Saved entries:
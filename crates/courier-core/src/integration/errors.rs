//! Process-wide error channel.
//!
//! Per-listener and per-middleware failures are contained at their own
//! granularity; this channel is how they surface. Every report is logged
//! with enough context to reproduce (message id, listener identity, room)
//! and broadcast to any subscribed observers. No error is swallowed without
//! at least one log emission.

use tokio::sync::broadcast;
use tracing::error;

/// Context attached to an error report.
#[derive(Debug, Clone, Default)]
pub struct ErrorContext {
    /// Id of the message being processed, if any.
    pub message_id: Option<String>,
    /// Name of the listener involved, if any.
    pub listener: Option<String>,
    /// Room the message was attributed to, if any.
    pub room: Option<String>,
}

impl ErrorContext {
    /// Context for a failure tied to a message.
    pub fn for_message(message_id: impl Into<String>, room: impl Into<String>) -> Self {
        Self {
            message_id: Some(message_id.into()),
            listener: None,
            room: Some(room.into()),
        }
    }

    /// Adds the listener identity.
    pub fn with_listener(mut self, listener: impl Into<String>) -> Self {
        self.listener = Some(listener.into());
        self
    }
}

/// A single reported error with its context.
#[derive(Debug, Clone)]
pub struct ErrorEvent {
    /// Rendered error.
    pub error: String,
    /// Where the error occurred.
    pub context: ErrorContext,
}

/// Broadcast channel carrying [`ErrorEvent`]s to observers.
///
/// Cloning shares the underlying channel. Reports are delivered to every
/// live subscriber; with no subscribers the log emission is the only sink.
#[derive(Clone)]
pub struct ErrorChannel {
    tx: broadcast::Sender<ErrorEvent>,
}

impl ErrorChannel {
    /// Creates a channel retaining up to `capacity` undelivered events per
    /// subscriber.
    pub fn new(capacity: usize) -> Self {
        let (tx, _rx) = broadcast::channel(capacity);
        Self { tx }
    }

    /// Subscribes to future error events.
    pub fn subscribe(&self) -> broadcast::Receiver<ErrorEvent> {
        self.tx.subscribe()
    }

    /// Logs and broadcasts an error.
    pub fn report(&self, err: impl std::fmt::Display, context: ErrorContext) {
        let rendered = err.to_string();
        error!(
            error = %rendered,
            message_id = context.message_id.as_deref().unwrap_or("-"),
            listener = context.listener.as_deref().unwrap_or("-"),
            room = context.room.as_deref().unwrap_or("-"),
            "dispatch error"
        );
        let _ = self.tx.send(ErrorEvent {
            error: rendered,
            context,
        });
    }
}

impl Default for ErrorChannel {
    fn default() -> Self {
        Self::new(64)
    }
}
//! Unified error types for the Courier core.
//!
//! Each error names the granularity at which it is contained: per-message
//! and per-listener failures never escape the dispatch loop, adapter-side
//! failures never escape a single event or connection attempt.

use thiserror::Error;

// =============================================================================
// Dispatch Errors
// =============================================================================

/// Errors raised while dispatching a single message.
///
/// All of these are contained at per-message or per-listener granularity:
/// they are logged, reported to the error channel, and dispatch continues.
#[derive(Debug, Clone, Error)]
pub enum DispatchError {
    /// A listener's matcher panicked while evaluating a message.
    #[error("matcher for listener '{listener}' panicked: {detail}")]
    Match {
        /// The listener whose matcher failed.
        listener: String,
        /// Panic payload, when recoverable as a string.
        detail: String,
    },

    /// A listener callback returned an error or panicked.
    #[error("callback for listener '{listener}' failed: {detail}")]
    Callback {
        /// The listener whose callback failed.
        listener: String,
        /// Failure description.
        detail: String,
    },

    /// A middleware stage returned an error; treated as a halt of its chain.
    #[error("{chain} middleware failed: {detail}")]
    Middleware {
        /// Which chain the stage belonged to (receive, listener, response).
        chain: &'static str,
        /// Failure description.
        detail: String,
    },

    /// A send was addressed to an envelope with no room attribution.
    #[error("message '{message_id}' has no room attribution, cannot deliver")]
    NoRoom {
        /// Id of the message the response was built from.
        message_id: String,
    },

    /// No adapter is attached to the robot.
    #[error("no adapter attached")]
    NoAdapter,

    /// The adapter failed to transmit. Sends are not retried.
    #[error("send failed: {0}")]
    Send(String),
}

/// Errors raised by an adapter operation invoked from the core.
#[derive(Debug, Clone, Error)]
pub enum AdapterError {
    /// The platform rejected or failed the operation.
    #[error("platform operation failed: {0}")]
    Platform(String),

    /// The adapter is not connected.
    #[error("adapter not connected")]
    NotConnected,

    /// The operation timed out.
    #[error("adapter operation timed out")]
    Timeout,
}

/// Errors raised by the brain boundary.
#[derive(Debug, Clone, Error)]
pub enum BrainError {
    /// Persisting the brain state failed.
    #[error("failed to save brain state: {0}")]
    Save(String),

    /// Closing the backing store failed.
    #[error("failed to close brain: {0}")]
    Close(String),
}

/// Result type for dispatch operations.
pub type DispatchResult<T> = Result<T, DispatchError>;

/// Result type for adapter operations.
pub type AdapterResult<T> = Result<T, AdapterError>;

/// Result type for brain operations.
pub type BrainResult<T> = Result<T, BrainError>;
impl Robot {
    /// Creates a robot with default queue and drain settings.
    pub fn new(name: impl Into<String>) -> Self {
        Self {
            name: name.into(),
            alias: None,
            drain_interval: DEFAULT_DRAIN_INTERVAL,
            registry: Registry::new(),
            receive_chain: RwLock::new(Arc::new(MiddlewareChain::new("receive"))),
            listener_chain: RwLock::new(Arc::new(MiddlewareChain::new("listener"))),
            response_chain: RwLock::new(Arc::new(MiddlewareChain::new("response"))),
            queue: CommandQueue::new(DEFAULT_QUEUE_SOFT_LIMIT),
            adapter: RwLock::new(None),
            brain: RwLock::new(Arc::new(MemoryBrain::loaded())),
            errors: ErrorChannel::default(),
            shutdown: CancellationToken::new(),
            drain_lock: tokio::sync::Mutex::new(()),
        }
    }

    /// Sets the alias accepted by `respond` listeners alongside the name.
    pub fn with_alias(mut self, alias: impl Into<String>) -> Self {
        self.alias = Some(alias.into());
        self
    }

    /// Sets the drain period of the dispatch loop.
    pub fn with_drain_interval(mut self, interval: Duration) -> Self {
        self.drain_interval = interval;
        self
    }

    /// Sets the queue soft limit. Only meaningful before handles are taken.
    pub fn with_queue_soft_limit(mut self, limit: usize) -> Self {
        self.queue = CommandQueue::new(limit);
        self
    }

    /// The robot's configured name.
    pub fn name(&self) -> &str {
        &self.name
    }

    /// The robot's alias, if configured.
    pub fn alias(&self) -> Option<&str> {
        self.alias.as_deref()
    }

    /// The command queue shared with adapters.
    pub fn queue(&self) -> &Arc<CommandQueue> {
        &self.queue
    }

    /// Creates a producer handle for an event source.
    pub fn queue_handle(&self, source: impl Into<String>) -> QueueHandle {
        self.queue.handle(source)
    }

    /// Attaches the adapter responses are delivered through.
    pub fn attach_adapter(&self, adapter: BoxedAdapter) {
        info!(adapter = adapter.name(), "adapter attached");
        *self.adapter.write() = Some(adapter);
    }

    /// The currently attached adapter, if any.
    pub fn adapter(&self) -> Option<BoxedAdapter> {
        self.adapter.read().clone()
    }

    /// Replaces the brain.
    pub fn set_brain(&self, brain: BoxedBrain) {
        *self.brain.write() = brain;
    }

    /// The brain consulted for enrichment and script state.
    pub fn brain(&self) -> BoxedBrain {
        self.brain.read().clone()
    }

    /// The process-wide error channel.
    pub fn errors(&self) -> &ErrorChannel {
        &self.errors
    }

    /// Token cancelled when the robot shuts down.
    pub fn cancellation_token(&self) -> CancellationToken {
        self.shutdown.clone()
    }

    /// Stops the dispatch loop after a final drain of queued items.
    pub fn shutdown(&self) {
        self.shutdown.cancel();
    }

    // =========================================================================
    // Script registration surface
    // =========================================================================

    /// Registers a listener matching text messages against `pattern`.
    pub fn hear<F>(&self, pattern: &str, callback: F) -> Result<(), regex::Error>
    where
        F: Fn(Response) -> BoxFuture<'static, CallbackResult> + Send + Sync + 'static,
    {
        self.registry.register(Listener::hear(pattern, callback)?);
        Ok(())
    }

    /// Registers a listener matching text addressed to the robot.
    pub fn respond<F>(&self, pattern: &str, callback: F) -> Result<(), regex::Error>
    where
        F: Fn(Response) -> BoxFuture<'static, CallbackResult> + Send + Sync + 'static,
    {
        self.registry.register(Listener::respond(
            &self.name,
            self.alias.as_deref(),
            pattern,
            callback,
        )?);
        Ok(())
    }

    /// Registers a listener fired when a user enters a room.
    pub fn enter<F>(&self, callback: F)
    where
        F: Fn(Response) -> BoxFuture<'static, CallbackResult> + Send + Sync + 'static,
    {
        self.registry.register(Listener::on_kind(MessageType::Enter, callback));
    }

    /// Registers a listener fired when a user leaves a room.
    pub fn leave<F>(&self, callback: F)
    where
        F: Fn(Response) -> BoxFuture<'static, CallbackResult> + Send + Sync + 'static,
    {
        self.registry.register(Listener::on_kind(MessageType::Leave, callback));
    }

    /// Registers a listener fired when a room topic changes.
    pub fn topic<F>(&self, callback: F)
    where
        F: Fn(Response) -> BoxFuture<'static, CallbackResult> + Send + Sync + 'static,
    {
        self.registry.register(Listener::on_kind(MessageType::Topic, callback));
    }

    /// Registers a listener fired for reaction changes.
    pub fn react<F>(&self, callback: F)
    where
        F: Fn(Response) -> BoxFuture<'static, CallbackResult> + Send + Sync + 'static,
    {
        self.registry
            .register(Listener::on_kind(MessageType::Reaction, callback));
    }

    /// Registers a listener fired for shared files.
    pub fn file_shared<F>(&self, callback: F)
    where
        F: Fn(Response) -> BoxFuture<'static, CallbackResult> + Send + Sync + 'static,
    {
        self.registry
            .register(Listener::on_kind(MessageType::FileShared, callback));
    }

    /// Registers a listener fired for presence changes.
    pub fn presence<F>(&self, callback: F)
    where
        F: Fn(Response) -> BoxFuture<'static, CallbackResult> + Send + Sync + 'static,
    {
        self.registry
            .register(Listener::on_kind(MessageType::Presence, callback));
    }

    /// Registers a catch-all listener, fired only for unmatched messages.
    pub fn catch_all<F>(&self, callback: F)
    where
        F: Fn(Response) -> BoxFuture<'static, CallbackResult> + Send + Sync + 'static,
    {
        self.registry.register(Listener::catch_all(callback));
    }

    /// Registers a pre-built listener (the `listen` primitive).
    pub fn listen(&self, listener: Listener) {
        self.registry.register(listener);
    }

    /// Appends a receive middleware stage.
    pub fn receive_middleware(&self, stage: Arc<dyn Middleware<ReceiveContext>>) {
        register_stage(&self.receive_chain, stage);
    }

    /// Appends a listener middleware stage.
    pub fn listener_middleware(&self, stage: Arc<dyn Middleware<ListenerContext>>) {
        register_stage(&self.listener_chain, stage);
    }

    /// Appends a response middleware stage.
    pub fn response_middleware(&self, stage: Arc<dyn Middleware<ResponseContext>>) {
        register_stage(&self.response_chain, stage);
    }

    // =========================================================================
    // Dispatch loop
    // =========================================================================

    /// Runs the dispatch loop until [`shutdown`](Robot::shutdown).
    ///
    /// The loop drains on the configured period or immediately on a
    /// drain-now signal. A final drain runs on shutdown so items already
    /// queued are still dispatched.
    pub async fn run(&self) {
        info!(name = %self.name, interval_ms = self.drain_interval.as_millis() as u64, "dispatch loop started");
        let mut tick = tokio::time::interval(self.drain_interval);
        tick.set_missed_tick_behavior(MissedTickBehavior::Delay);

        loop {
            tokio::select! {
                _ = self.shutdown.cancelled() => break,
                _ = tick.tick() => {}
                _ = self.queue.drain_signalled() => {}
            }
            self.drain().await;
        }

        self.drain().await;
        info!(name = %self.name, "dispatch loop stopped");
    }

    /// Drains all currently queued messages, in arrival order.
    ///
    /// Serialized: a drain started while another is in flight waits for it.
    pub async fn drain(&self) {
        let _serialized = self.drain_lock.lock().await;
        for entry in self.queue.dequeue_all() {
            self.receive(entry.message).await;
        }
    }

    /// Dispatches one message through the full pipeline, bypassing the queue.
    pub async fn receive(&self, message: Message) {
        let s = span!(Level::DEBUG, "dispatch", message_id = %message.id, room = %message.room);
        self.process(message).instrument(s).await;
    }

    async fn process(&self, message: Message) {
        let context = ErrorContext::for_message(&message.id, &message.room);

        // Receive middleware: a halt (or a failing stage, treated as one)
        // skips matching entirely for this message.
        let chain = self.receive_chain.read().clone();
        let message = match chain.run(ReceiveContext { message }).await {
            Ok(Flow::Continue(ctx)) => ctx.message,
            Ok(Flow::Halt) => {
                debug!("receive middleware halted message");
                return;
            }
            Err(e) => {
                self.errors.report(
                    DispatchError::Middleware {
                        chain: "receive",
                        detail: e.to_string(),
                    },
                    context,
                );
                return;
            }
        };

        let mut matched_any = false;
        for listener in self.registry.snapshot() {
            match listener.try_match(&message) {
                Ok(None) => {}
                Ok(Some(result)) => {
                    matched_any = true;
                    self.invoke(&listener, &message, result).await;
                }
                Err(detail) => {
                    self.errors.report(
                        DispatchError::Match {
                            listener: listener.info().name.clone(),
                            detail,
                        },
                        context.clone().with_listener(&listener.info().name),
                    );
                }
            }
        }

        if !matched_any && message.message_type() != MessageType::CatchAll {
            let wrapped = message.into_catch_all();
            for listener in self.registry.catch_all_snapshot() {
                match listener.try_match(&wrapped) {
                    Ok(Some(result)) => self.invoke(&listener, &wrapped, result).await,
                    Ok(None) => {}
                    Err(detail) => {
                        self.errors.report(
                            DispatchError::Match {
                                listener: listener.info().name.clone(),
                                detail,
                            },
                            context.clone().with_listener(&listener.info().name),
                        );
                    }
                }
            }
        }
    }

    /// Runs one matched listener: listener middleware, then the callback.
    ///
    /// The callback is isolated: an `Err` or a panic is reported to the
    /// error channel and does not affect sibling listeners or the loop.
    async fn invoke(&self, listener: &Listener, message: &Message, captures: MatchResult) {
        let name = listener.info().name.clone();
        let context = ErrorContext::for_message(&message.id, &message.room).with_listener(&name);

        let chain = self.listener_chain.read().clone();
        let lctx = ListenerContext {
            message: message.clone(),
            listener: listener.info().clone(),
            captures,
        };
        let lctx = match chain.run(lctx).await {
            Ok(Flow::Continue(lctx)) => lctx,
            Ok(Flow::Halt) => {
                debug!(listener = %name, "listener middleware halted callback");
                return;
            }
            Err(e) => {
                self.errors.report(
                    DispatchError::Middleware {
                        chain: "listener",
                        detail: e.to_string(),
                    },
                    context,
                );
                return;
            }
        };

        let response = Response::new(
            lctx.message,
            lctx.captures,
            self.adapter.read().clone(),
            self.response_chain.read().clone(),
            self.errors.clone(),
        );

        let callback = listener.callback();
        match std::panic::AssertUnwindSafe(callback(response))
            .catch_unwind()
            .await
        {
            Ok(Ok(())) => {}
            Ok(Err(e)) => {
                self.errors.report(
                    DispatchError::Callback {
                        listener: name,
                        detail: e.to_string(),
                    },
                    context,
                );
            }
            Err(payload) => {
                self.errors.report(
                    DispatchError::Callback {
                        listener: name,
                        detail: panic_detail(payload),
                    },
                    context,
                );
            }
        }
    }
}
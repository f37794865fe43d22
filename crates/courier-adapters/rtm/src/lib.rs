//! # Courier RTM Adapter
//!
//! Streaming adapter connecting Courier to RTM-style chat platforms: a
//! persistent event stream delivers JSON frames, and a request surface
//! answers lookups and posts messages.
//!
//! ## Overview
//!
//! The adapter handles:
//!
//! - Wire-frame parsing into a tagged [`WireEvent`] model
//! - Normalization and enrichment into canonical Courier messages,
//!   with TTL-cached user and conversation lookups
//! - Cursor-paginated user directory loading
//! - The connection lifecycle: state machine, reconnect policy, and
//!   deferred presence subscription
//!
//! The concrete wire protocol lives behind the [`RtmClient`] trait, so the
//! adapter logic is testable with scripted clients and reusable across
//! transports.
//!
//! ## Quick Start
//!
//! ```rust,ignore
//! use std::sync::Arc;
//! use courier_adapter_rtm::{RtmAdapter, RtmConfig};
//! use courier_core::Robot;
//!
//! let robot = Arc::new(Robot::new("courier"));
//! let adapter = Arc::new(RtmAdapter::new(client, RtmConfig::default()));
//! robot.attach_adapter(Arc::clone(&adapter) as _);
//!
//! tokio::spawn(Arc::clone(&adapter).run(Arc::clone(&robot)));
//! robot.run().await;
//! ```

pub mod adapter;
pub mod cache;
pub mod client;
pub mod config;
pub mod events;
pub mod normalize;

pub use adapter::{ConnectionState, RtmAdapter};
pub use cache::TtlCache;
pub use client::{
    BotIdentity, BoxedClient, ClientError, ClientResult, ConversationInfo, RtmClient, RtmSession,
    UserInfo, UserPage,
};
pub use config::RtmConfig;
pub use events::{MessageFrame, ReactionFrame, ReactionItem, WireEvent};
pub use normalize::Normalizer;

### [ASSIGNED TASK]
Go through the records line by line, and copy each line that holds the string "wide".

### [ANSWER SECTION]
//! Process-wide error channel.
    /// The process-wide error channel.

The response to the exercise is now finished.